### PROBLEM
Could you filter the records below and return each line that holds "tests"?

*** PROVIDED MATERIAL ***

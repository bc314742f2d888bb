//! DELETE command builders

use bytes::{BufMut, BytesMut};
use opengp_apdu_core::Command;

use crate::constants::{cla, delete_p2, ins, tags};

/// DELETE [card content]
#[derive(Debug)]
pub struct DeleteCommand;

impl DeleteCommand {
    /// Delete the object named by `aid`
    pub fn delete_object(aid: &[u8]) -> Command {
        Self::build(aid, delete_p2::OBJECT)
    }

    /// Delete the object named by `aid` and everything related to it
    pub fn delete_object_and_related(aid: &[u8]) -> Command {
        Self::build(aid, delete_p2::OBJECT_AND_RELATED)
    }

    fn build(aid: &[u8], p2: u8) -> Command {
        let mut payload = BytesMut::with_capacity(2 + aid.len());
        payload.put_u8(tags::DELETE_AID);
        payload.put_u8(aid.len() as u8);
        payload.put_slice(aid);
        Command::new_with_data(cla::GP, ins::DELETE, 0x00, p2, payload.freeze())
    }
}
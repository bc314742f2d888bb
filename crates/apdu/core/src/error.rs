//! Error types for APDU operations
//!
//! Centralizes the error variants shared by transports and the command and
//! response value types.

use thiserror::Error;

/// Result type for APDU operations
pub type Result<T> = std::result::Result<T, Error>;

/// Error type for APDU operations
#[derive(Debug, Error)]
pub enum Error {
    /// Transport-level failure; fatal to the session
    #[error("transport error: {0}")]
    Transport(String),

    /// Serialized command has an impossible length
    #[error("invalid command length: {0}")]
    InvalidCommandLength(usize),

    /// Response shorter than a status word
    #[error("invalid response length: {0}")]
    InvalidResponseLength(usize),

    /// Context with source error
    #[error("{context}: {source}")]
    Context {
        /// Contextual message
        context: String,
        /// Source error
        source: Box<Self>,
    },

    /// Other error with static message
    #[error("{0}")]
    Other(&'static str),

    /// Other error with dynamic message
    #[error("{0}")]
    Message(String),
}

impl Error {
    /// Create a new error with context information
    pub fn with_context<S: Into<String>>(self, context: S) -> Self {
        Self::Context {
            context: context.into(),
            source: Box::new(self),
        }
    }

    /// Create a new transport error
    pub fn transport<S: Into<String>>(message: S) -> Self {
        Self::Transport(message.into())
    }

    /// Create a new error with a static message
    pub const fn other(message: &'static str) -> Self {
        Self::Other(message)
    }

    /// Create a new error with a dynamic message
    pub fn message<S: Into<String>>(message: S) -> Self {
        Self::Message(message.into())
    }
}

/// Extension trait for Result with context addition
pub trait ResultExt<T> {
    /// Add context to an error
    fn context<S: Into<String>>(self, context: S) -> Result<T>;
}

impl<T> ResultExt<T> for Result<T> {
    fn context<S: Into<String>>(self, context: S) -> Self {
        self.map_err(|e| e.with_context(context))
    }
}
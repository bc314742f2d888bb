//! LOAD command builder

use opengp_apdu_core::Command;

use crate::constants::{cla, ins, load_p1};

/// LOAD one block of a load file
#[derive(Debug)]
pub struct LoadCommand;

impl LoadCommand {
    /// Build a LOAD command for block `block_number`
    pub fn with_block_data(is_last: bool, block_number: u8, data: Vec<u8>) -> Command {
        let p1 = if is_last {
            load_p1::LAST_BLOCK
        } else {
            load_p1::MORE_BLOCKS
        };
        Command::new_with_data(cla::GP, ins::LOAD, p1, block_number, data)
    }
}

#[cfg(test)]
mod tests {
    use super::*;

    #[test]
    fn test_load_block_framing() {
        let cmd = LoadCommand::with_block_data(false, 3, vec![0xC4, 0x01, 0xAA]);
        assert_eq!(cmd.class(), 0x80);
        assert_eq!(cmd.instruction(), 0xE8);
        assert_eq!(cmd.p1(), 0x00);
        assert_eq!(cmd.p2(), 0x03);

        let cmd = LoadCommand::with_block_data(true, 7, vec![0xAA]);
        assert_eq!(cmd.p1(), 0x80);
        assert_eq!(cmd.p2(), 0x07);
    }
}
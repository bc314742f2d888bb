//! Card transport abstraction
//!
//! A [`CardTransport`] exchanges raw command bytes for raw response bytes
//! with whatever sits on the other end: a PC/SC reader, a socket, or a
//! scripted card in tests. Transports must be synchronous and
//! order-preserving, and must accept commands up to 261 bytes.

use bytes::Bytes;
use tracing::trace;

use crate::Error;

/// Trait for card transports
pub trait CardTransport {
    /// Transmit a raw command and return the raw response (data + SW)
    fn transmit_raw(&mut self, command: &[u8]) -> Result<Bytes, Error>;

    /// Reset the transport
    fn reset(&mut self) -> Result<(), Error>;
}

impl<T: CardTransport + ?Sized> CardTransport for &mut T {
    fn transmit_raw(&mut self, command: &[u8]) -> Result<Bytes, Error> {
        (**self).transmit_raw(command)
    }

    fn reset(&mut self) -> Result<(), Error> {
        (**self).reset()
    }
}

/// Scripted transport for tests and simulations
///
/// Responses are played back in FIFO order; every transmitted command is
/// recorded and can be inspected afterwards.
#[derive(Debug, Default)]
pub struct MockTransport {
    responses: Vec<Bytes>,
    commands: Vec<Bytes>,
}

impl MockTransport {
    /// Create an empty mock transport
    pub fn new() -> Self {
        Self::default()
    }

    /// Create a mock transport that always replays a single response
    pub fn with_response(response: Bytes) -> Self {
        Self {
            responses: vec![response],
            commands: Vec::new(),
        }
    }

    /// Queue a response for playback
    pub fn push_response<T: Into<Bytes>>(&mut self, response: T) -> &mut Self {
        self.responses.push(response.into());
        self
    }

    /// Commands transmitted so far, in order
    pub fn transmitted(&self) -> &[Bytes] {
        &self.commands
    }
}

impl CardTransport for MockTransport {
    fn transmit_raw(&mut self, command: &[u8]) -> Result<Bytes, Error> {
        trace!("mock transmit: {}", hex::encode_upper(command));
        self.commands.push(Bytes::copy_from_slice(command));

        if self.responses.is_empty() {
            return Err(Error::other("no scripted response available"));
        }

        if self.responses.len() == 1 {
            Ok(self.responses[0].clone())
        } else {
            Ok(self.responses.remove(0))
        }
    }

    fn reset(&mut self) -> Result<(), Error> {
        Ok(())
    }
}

*** End of PROVIDED MATERIAL ***

### EXERCISE OUTPUT
mod tests {
//! scripted card in tests. Transports must be synchronous and
/// Scripted transport for tests and simulations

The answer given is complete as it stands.